In artikel 2.1, eerste lid, aanhef en onder g en h, Wabo is bepaald dat het verboden is om zonder omgevingsvergunning een project uit te voeren, voor zover dat geheel of gedeeltelijk bestaat uit: het slopen van een bouwwerk in gevallen waarin dat in een bestemmingsplan, beheersverordening of voorbereidingsbesluit is bepaald, of het slopen van een bouwwerk in een beschermd stads- of dorpsgezicht.

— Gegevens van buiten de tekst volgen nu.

//! Choice lists for the definition editor: supported field types, field
//! groups, fields, sub-fields and taxonomies.

use crate::FieldType;
use crate::PostField;
use crate::field_meta::TAXONOMY_PREFIX;
use crate::site::FieldGroup;
use crate::site::FieldSchema;
use crate::view_data::create_key;

/// Pseudo-group holding the post fields.
pub const GROUP_POST: &str = "$post$";
/// Pseudo-group holding the taxonomy fields.
pub const GROUP_TAXONOMY: &str = "$taxonomy$";
/// Field groups registered by this plugin itself start with this prefix.
pub const OWN_GROUP_PREFIX: &str = "local_acf_views_";

/// Ordered `(value, label)` pairs, starting with an empty "Select" entry.
pub type Choices = Vec<(String, String)>;

/// Supported field types by category.
pub fn grouped_field_types() -> Vec<(&'static str, Vec<FieldType>)> {
	vec![
		("basic", vec![
			FieldType::Text,
			FieldType::Textarea,
			FieldType::Number,
			FieldType::Range,
			FieldType::Email,
			FieldType::Url,
			FieldType::Password,
		]),
		("content", vec![
			FieldType::Image,
			FieldType::File,
			FieldType::Wysiwyg,
			FieldType::Oembed,
			FieldType::Gallery,
		]),
		("choice", vec![
			FieldType::Select,
			FieldType::Checkbox,
			FieldType::Radio,
			FieldType::ButtonGroup,
			FieldType::TrueFalse,
		]),
		("relational", vec![
			FieldType::Link,
			FieldType::PostObject,
			FieldType::PageLink,
			FieldType::Relationship,
			FieldType::Taxonomy,
			FieldType::User,
		]),
		("jquery", vec![
			FieldType::GoogleMap,
			FieldType::DatePicker,
			FieldType::DateTimePicker,
			FieldType::TimePicker,
			FieldType::ColorPicker,
		]),
		("layout", vec![FieldType::Repeater, FieldType::Group]),
	]
}

/// Flat list of supported field types.
pub fn field_types() -> Vec<FieldType> {
	grouped_field_types()
		.into_iter()
		.flat_map(|(_, types)| types)
		.collect()
}

fn is_supported(tag: &str) -> bool {
	field_types().iter().any(|field_type| field_type.as_str() == tag)
}

fn select() -> (String, String) {
	(String::new(), "Select".to_string())
}

pub struct Acf<'a, S: FieldSchema + ?Sized> {
	schema: &'a S,
}

impl<'a, S: FieldSchema + ?Sized> Acf<'a, S> {
	pub fn new(schema: &'a S) -> Self {
		Self { schema }
	}

	/// Field groups that can be displayed: not private and not our own.
	pub fn groups(&self) -> Vec<FieldGroup> {
		self.schema
			.field_groups()
			.into_iter()
			.filter(|group| !group.private && !group.key.starts_with(OWN_GROUP_PREFIX))
			.collect()
	}

	pub fn group_choices(&self, is_with_extra: bool) -> Choices {
		let mut choices = vec![select()];

		if is_with_extra {
			choices.push((GROUP_POST.to_string(), "$Post$".to_string()));
			choices.push((GROUP_TAXONOMY.to_string(), "$Taxonomy$".to_string()));
		}

		choices.extend(self.groups().into_iter().map(|group| (group.key, group.title)));

		choices
	}

	/// Fields keyed `group|field`. With `is_with_extra` the post and taxonomy
	/// pseudo-fields come first.
	pub fn field_choices(&self, is_with_extra: bool, exclude_types: &[&str]) -> Choices {
		let mut choices = vec![select()];

		if is_with_extra {
			for post_field in [
				PostField::Title,
				PostField::TitleLink,
				PostField::Excerpt,
				PostField::Thumbnail,
				PostField::ThumbnailLink,
				PostField::Author,
				PostField::Date,
				PostField::Modified,
				PostField::Link,
			] {
				choices.push((
					create_key(&[GROUP_POST, post_field.key()]),
					post_field.label().to_string(),
				));
			}

			if !exclude_types.contains(&GROUP_TAXONOMY) {
				for taxonomy in self.schema.taxonomies() {
					let field = format!("{TAXONOMY_PREFIX}{}", taxonomy.name);
					choices.push((create_key(&[GROUP_TAXONOMY, &field]), taxonomy.label));
				}
			}
		}

		for group in self.groups() {
			for field in &group.fields {
				if !is_supported(&field.field_type) || exclude_types.contains(&field.field_type.as_str())
				{
					continue;
				}

				choices.push((
					create_key(&[&group.key, &field.key]),
					format!("{} ({})", field.label, field.field_type),
				));
			}
		}

		choices
	}

	/// Sub-fields of repeater and group fields, keyed `group|field|sub`.
	/// Nested layout fields are left out.
	pub fn sub_field_choices(&self, exclude_types: &[&str]) -> Choices {
		let mut choices = vec![select()];

		for group in self.groups() {
			for field in &group.fields {
				let is_layout = matches!(field.field_type.as_str(), "repeater" | "group");
				if !is_layout || field.sub_fields.is_empty() {
					continue;
				}

				for sub_field in &field.sub_fields {
					let tag = sub_field.field_type.as_str();
					if !is_supported(tag)
						|| matches!(tag, "repeater" | "group")
						|| exclude_types.contains(&tag)
					{
						continue;
					}

					choices.push((
						create_key(&[&group.key, &field.key, &sub_field.key]),
						format!("{} ({})", sub_field.label, sub_field.field_type),
					));
				}
			}
		}

		choices
	}

	pub fn taxonomy_choices(&self) -> Choices {
		let mut choices = vec![select()];

		choices.extend(
			self.schema
				.taxonomies()
				.into_iter()
				.map(|taxonomy| (taxonomy.name, taxonomy.label)),
		);

		choices
	}
}
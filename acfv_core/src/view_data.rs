use std::collections::HashMap;
use std::sync::LazyLock;

use regex::Regex;
use serde::Deserialize;
use serde::Serialize;

use crate::FieldMeta;
use crate::FieldType;
use crate::site::FieldSchema;

/// Separator of the parts of an item key (`group|field[|sub]`).
pub const KEY_SEPARATOR: char = '|';

pub(crate) static CSS_COMMENT: LazyLock<Regex> =
	LazyLock::new(|| Regex::new(r"/\*(.?)+\*/").expect("css comment pattern is valid"));

/// Join key parts with [`KEY_SEPARATOR`].
pub fn create_key(parts: &[&str]) -> String {
	parts.join(&KEY_SEPARATOR.to_string())
}

/// The field id of an item key is its last non-empty part.
pub fn acf_field_id_by_key(key: &str) -> &str {
	key.split(KEY_SEPARATOR)
		.filter(|part| !part.is_empty())
		.next_back()
		.unwrap_or("")
}

#[derive(Debug, Clone, Copy, Default, PartialEq, Eq, Deserialize, Serialize)]
#[serde(rename_all = "snake_case")]
pub enum GalleryType {
	#[default]
	Plain,
	Masonry,
	Lightbox,
}

/// Display options of one field binding.
#[derive(Debug, Clone, PartialEq, Eq, Deserialize, Serialize)]
#[serde(default, rename_all = "camelCase")]
pub struct Field {
	/// `group|field` or `group|field|sub`.
	pub key: String,
	/// Local identifier, unique inside a view.
	pub id: String,
	pub label: String,
	pub link_label: String,
	pub image_size: String,
	pub options_delimiter: String,
	pub is_visible_when_empty: bool,
	pub default_value: String,
	pub is_map_without_google_map: bool,
	pub gallery_type: GalleryType,
	pub masonry_row_min_height: u32,
	pub masonry_gutter: u32,
	pub masonry_mobile_gutter: u32,
	/// View used to render related posts of post object and relationship
	/// fields. `0` renders links.
	pub acf_view_id: u64,
}

impl Default for Field {
	fn default() -> Self {
		Self {
			key: String::new(),
			id: String::new(),
			label: String::new(),
			link_label: String::new(),
			image_size: String::new(),
			options_delimiter: String::new(),
			is_visible_when_empty: false,
			default_value: String::new(),
			is_map_without_google_map: false,
			gallery_type: GalleryType::Plain,
			masonry_row_min_height: 180,
			masonry_gutter: 20,
			masonry_mobile_gutter: 10,
			acf_view_id: 0,
		}
	}
}

impl Field {
	pub fn acf_field_id(&self) -> &str {
		acf_field_id_by_key(&self.key)
	}
}

#[derive(Debug, Clone, Default, PartialEq, Eq, Deserialize, Serialize)]
#[serde(default, rename_all = "camelCase")]
pub struct Item {
	pub group: String,
	pub field: Field,
	pub repeater_fields: Vec<Field>,
}

/// A persisted view definition.
#[derive(Debug, Clone, Default, Deserialize, Serialize)]
#[serde(default, rename_all = "camelCase")]
pub struct ViewData {
	/// Content id the definition was loaded from.
	#[serde(skip)]
	pub id: u64,
	pub description: String,
	pub css_classes: String,
	pub items: Vec<Item>,
	/// Generated skeleton, kept for the editor preview.
	pub markup: String,
	pub custom_markup: String,
	pub css_code: String,
	pub js_code: String,
	pub preview_post: u64,
	#[serde(skip)]
	pub(crate) fields_meta: HashMap<String, FieldMeta>,
}

impl ViewData {
	/// Resolve a descriptor for every referenced field.
	pub fn set_fields_meta<S: FieldSchema + ?Sized>(&mut self, schema: &S) {
		let mut fields_meta = HashMap::new();

		for item in &self.items {
			let field_id = item.field.acf_field_id();
			if !fields_meta.contains_key(field_id) {
				fields_meta.insert(field_id.to_string(), FieldMeta::resolve(field_id, schema));
			}
		}

		self.fields_meta = fields_meta;
	}

	/// Replace the descriptors, e.g. with prepared ones in tests.
	pub fn with_fields_meta(mut self, fields_meta: HashMap<String, FieldMeta>) -> Self {
		self.fields_meta = fields_meta;
		self
	}

	pub fn fields_meta(&self) -> &HashMap<String, FieldMeta> {
		&self.fields_meta
	}

	pub fn field_meta(&self, field: &Field) -> Option<&FieldMeta> {
		self.fields_meta.get(field.acf_field_id())
	}

	/// True when a map field that draws a live map is present.
	pub fn has_live_map(&self) -> bool {
		self.items.iter().any(|item| {
			!item.field.is_map_without_google_map
				&& self
					.field_meta(&item.field)
					.is_some_and(|meta| meta.is_type(FieldType::GoogleMap))
		})
	}

	/// The view CSS. Minified output drops comments and whitespace and
	/// expands the `#view` aliases. Preview output only expands `#view__`
	/// relative to `#view`.
	pub fn css_code(&self, minify: bool, preview: bool) -> String {
		let mut css = self.css_code.clone();

		if minify {
			css = CSS_COMMENT.replace_all(&css, "").into_owned();
			css = css.replace(['\t', '\n', '\r'], "");

			let class = format!(".acf-view--id--{}", self.id);
			css = css.replace("#view ", &format!("{class} "));
			css = css.replace("#view{", &format!("{class}{{"));
			css = css.replace("#view__", &format!("{class} .acf-view__"));

			css = css.trim().to_string();
		} else if preview {
			css = css.replace("#view__", "#view .acf-view__");
		}

		css
	}

	/// Sanitise item identifiers and fill in missing or duplicated ones from
	/// the field names.
	pub fn update_identifiers(&mut self) {
		for index in 0..self.items.len() {
			let id = self.items[index].field.id.clone();

			if !id.is_empty() && !is_valid_identifier(&id) {
				self.items[index].field.id.clear();
			} else if !id.is_empty() && self.unique_field_id(index, &id) == id {
				continue;
			}

			let Some(meta) = self.field_meta(&self.items[index].field) else {
				continue;
			};

			if !meta.exists() {
				continue;
			}

			// pseudo-fields start with `_`
			let name = meta.name().trim_start_matches('_').to_string();
			let id = self.unique_field_id(index, &name);
			self.items[index].field.id = id;
		}
	}

	/// `name` if no other item uses it, otherwise `name2`, `name3`, ...
	pub fn unique_field_id(&self, exclude: usize, name: &str) -> String {
		let is_taken = |candidate: &str| {
			self.items
				.iter()
				.enumerate()
				.any(|(index, item)| index != exclude && item.field.id == candidate)
		};

		if !is_taken(name) {
			return name.to_string();
		}

		(2..)
			.map(|suffix| format!("{name}{suffix}"))
			.find(|candidate| !is_taken(candidate))
			.unwrap_or_else(|| name.to_string())
	}
}

fn is_valid_identifier(id: &str) -> bool {
	!id.is_empty()
		&& id
			.chars()
			.all(|c| c.is_ascii_alphanumeric() || c == '_' || c == '-')
}
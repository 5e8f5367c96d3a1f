//! Plain-text progress reporting (A.4), grounded in the original
//! `main.c` dashboard: one line per difficulty, periodically redrawn
//! while attached to a terminal, plain line-per-difficulty otherwise.

use std::io::{self, IsTerminal, Write};

use owo_colors::OwoColorize;

use crate::stats::{DiffStats, Status};

/// Hides the cursor for the lifetime of a live dashboard and restores
/// it on drop, so a `?`-propagated error or a panic never leaves the
/// terminal with its cursor hidden. A no-op off a real terminal.
pub struct TermGuard {
    active: bool,
}

impl TermGuard {
    pub fn new() -> Self {
        let active = io::stdout().is_terminal();
        if active {
            print!("\x1b[?25l");
            let _ = io::stdout().flush();
        }
        TermGuard { active }
    }
}

impl Drop for TermGuard {
    fn drop(&mut self) {
        if self.active {
            print!("\x1b[?25h");
            let _ = io::stdout().flush();
        }
    }
}

/// Redraws the progress table in place when stdout is a terminal
/// (clear screen, reposition cursor, write fresh rows); otherwise
/// prints one fresh block of rows without the clear, so piped /
/// redirected output stays append-only and legible.
pub fn render(game: &str, rows: &[&DiffStats]) {
    let is_tty = io::stdout().is_terminal();
    if is_tty {
        print!("\x1b[2J\x1b[H");
    }

    println!("== {game} ==");
    println!(
        "{:<16} {:>10} {:>10} {:>9} {:>8}",
        "difficulty", "generated", "attempts", "success%", "elapsed"
    );

    for stats in rows {
        let elapsed = format_elapsed(stats.elapsed());
        let label = format!("{}/{}", stats.generated(), stats.target);
        let status_label = match stats.status() {
            Status::Pending => "pending".to_string(),
            Status::Running if stats.is_stopped() => "timeout".red().to_string(),
            Status::Running => "running".to_string(),
            Status::Done => "done".to_string(),
        };
        println!(
            "{:<16} {:>10} {:>10} {:>8.1}% {:>8} {}",
            stats.difficulty,
            label,
            stats.attempts(),
            stats.success_rate(),
            elapsed,
            status_label
        );
    }
    let _ = io::stdout().flush();
}

/// One terminal summary line per difficulty, used in `--quiet` mode
/// instead of the live redraw.
pub fn print_summary(game: &str, rows: &[&DiffStats]) {
    for stats in rows {
        println!(
            "{game}: {} generated {}/{} in {} (attempts {}, success {:.1}%)",
            stats.difficulty,
            stats.generated(),
            stats.target,
            format_elapsed(stats.elapsed()),
            stats.attempts(),
            stats.success_rate()
        );
    }
}

fn format_elapsed(elapsed: std::time::Duration) -> String {
    let total = elapsed.as_secs();
    let minutes = total / 60;
    let seconds = total % 60;
    let hundredths = elapsed.subsec_millis() / 10;
    format!("{minutes:02}:{seconds:02}.{hundredths:02}")
}

#[cfg(test)]
mod tests {
    use super::*;
    use std::time::Duration;

    #[test]
    fn format_elapsed_matches_mm_ss_hh() {
        let d = Duration::from_millis(65_340);
        assert_eq!(format_elapsed(d), "01:05.34");
    }

    #[test]
    fn format_elapsed_handles_zero() {
        assert_eq!(format_elapsed(Duration::ZERO), "00:00.00");
    }
}
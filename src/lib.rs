//! Library surface for `game_forge`: exposes the configuration model,
//! the generation driver, the pluggable game-module contract, and the
//! Minesweeper engine so both `src/main.rs` and the `tests/` directory
//! can drive them end to end.

pub mod config;
pub mod csv_sink;
pub mod dashboard;
pub mod driver;
pub mod game_module;
pub mod minesweeper;
pub mod stats;
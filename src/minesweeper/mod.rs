//! The Minesweeper engine adapter: binds [`board`], [`rng`],
//! [`generator`], and [`solver`] to the generic game-module contract.

pub mod board;
pub mod generator;
pub mod rng;
pub mod solver;

use crate::config::DifficultyConfig;
use crate::game_module::{GameContext, GameModule, GameResult};
use board::Board;
use rng::GameRng;

pub struct MinesweeperModule;

impl GameModule for MinesweeperModule {
    fn name(&self) -> &str {
        "Minesweeper"
    }

    fn csv_header(&self) -> &str {
        "width,height,mines,tags,board_string"
    }

    fn init(&self, difficulty: &DifficultyConfig) -> Box<dyn GameContext> {
        Box::new(MinesweeperContext {
            config: difficulty.clone(),
        })
    }
}

struct MinesweeperContext {
    config: DifficultyConfig,
}

impl GameContext for MinesweeperContext {
    fn process(&self, seed: u32) -> GameResult {
        let columns = self.config.get_int("columns", 9).max(1) as usize;
        let rows = self.config.get_int("rows", 9).max(1) as usize;
        let min_mines = self.config.get_int("mines.minimum", 10).max(0) as usize;
        let max_mines = self.config.get_int("mines.maximum", 10).max(min_mines as i64) as usize;
        let tags = self.config.get_string("tags", "");

        let mut rng = GameRng::from_seed(seed);
        let mines = if max_mines > min_mines {
            min_mines + rng.gen_range_inclusive(max_mines - min_mines)
        } else {
            min_mines
        };
        let size = columns.saturating_mul(rows);
        let mines = mines.min(size.saturating_sub(1));

        let mut board = Board::new(columns, rows, mines, seed, &self.config.name);
        generator::generate(&mut board, mines, &mut rng);
        let success = solver::solve(&mut board);

        if success {
            let payload = format!(
                "{},{},{},{},{}",
                board.width,
                board.height,
                board.mines,
                tags,
                board.board_string()
            );
            GameResult {
                success: true,
                score: board.score,
                payload: Some(payload),
            }
        } else {
            GameResult {
                success: false,
                score: board.score,
                payload: None,
            }
        }
    }
}
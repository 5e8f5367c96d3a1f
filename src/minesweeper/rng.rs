//! A seeded, reproducible PRNG: the same 32-bit seed yields the same
//! sequence of draws on any thread or run.

use rand::rngs::StdRng;
use rand::{Rng, RngCore, SeedableRng};

pub struct GameRng(StdRng);

impl GameRng {
    pub fn from_seed(seed: u32) -> Self {
        GameRng(StdRng::seed_from_u64(seed as u64))
    }

    /// Draws a uniform value in the inclusive range `[0, max]`, via the
    /// blanket `Rng` impl over this type's own `RngCore`.
    pub fn gen_range_inclusive(&mut self, max: usize) -> usize {
        self.gen_range(0..=max)
    }
}

impl RngCore for GameRng {
    fn next_u32(&mut self) -> u32 {
        self.0.next_u32()
    }

    fn next_u64(&mut self) -> u64 {
        self.0.next_u64()
    }

    fn fill_bytes(&mut self, dest: &mut [u8]) {
        self.0.fill_bytes(dest)
    }

    fn try_fill_bytes(&mut self, dest: &mut [u8]) -> Result<(), rand::Error> {
        self.0.try_fill_bytes(dest)
    }
}

#[cfg(test)]
mod tests {
    use super::*;

    #[test]
    fn same_seed_same_sequence() {
        let mut a = GameRng::from_seed(1234);
        let mut b = GameRng::from_seed(1234);
        for _ in 0..16 {
            assert_eq!(a.gen_range_inclusive(1000), b.gen_range_inclusive(1000));
        }
    }

    #[test]
    fn different_seeds_diverge() {
        let mut a = GameRng::from_seed(1);
        let mut b = GameRng::from_seed(2);
        let seq_a: Vec<usize> = (0..32).map(|_| a.gen_range_inclusive(1_000_000)).collect();
        let seq_b: Vec<usize> = (0..32).map(|_| b.gen_range_inclusive(1_000_000)).collect();
        assert_ne!(seq_a, seq_b);
    }
}
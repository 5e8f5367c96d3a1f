use std::path::PathBuf;
use std::sync::atomic::{AtomicBool, Ordering};
use std::sync::Arc;

use anyhow::{Context, Result};
use clap::Parser;

use game_forge::{config, driver};

#[derive(Parser)]
#[clap(about, long_about = None)]
struct Cli {
    /// Path to the configuration file.
    #[clap(short, long, value_parser, default_value = "game_forge.yaml")]
    config: PathBuf,

    /// Suppress the live dashboard; print one summary line per
    /// difficulty on completion instead.
    #[clap(short, long, value_parser)]
    quiet: bool,

    /// Load and validate the configuration, print the resolved plan,
    /// and exit without generating anything.
    #[clap(long, value_parser)]
    dry_run: bool,
}

fn main() -> Result<()> {
    let cli = Cli::parse();

    let config = config::load(&cli.config)
        .with_context(|| format!("while loading config at {}", cli.config.display()))?;

    if cli.dry_run {
        print_plan(&config);
        return Ok(());
    }

    let keep_running = Arc::new(AtomicBool::new(true));
    let handler_flag = Arc::clone(&keep_running);
    ctrlc::set_handler(move || {
        handler_flag.store(false, Ordering::Relaxed);
    })
    .context("failed to install SIGINT handler")?;

    driver::run(&config, &keep_running, cli.quiet);

    Ok(())
}

fn print_plan(config: &config::RootConfig) {
    println!("threads: {}", config.threads);
    for game in &config.games {
        println!("game: {} -> {}", game.engine_name, game.output);
        for diff in &game.difficulties {
            println!(
                "  {} (target {}, columns={}, rows={}, mines={}..={})",
                diff.name,
                diff.count,
                diff.get_int("columns", 9),
                diff.get_int("rows", 9),
                diff.get_int("mines.minimum", 10),
                diff.get_int("mines.maximum", 10),
            );
        }
    }

    for problem in driver::validate(config) {
        eprintln!("game_forge: {problem}");
    }
}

In artikel 2.2, eerste lid, aanhef en onder a, is bepaald dat voor zover ingevolge een bepaling in een provinciale of gemeentelijke verordening een vergunning of ontheffing is vereist om een bouwwerk te slopen een zodanige bepaling geldt als een verbod om te slopen zonder omgevingsvergunning.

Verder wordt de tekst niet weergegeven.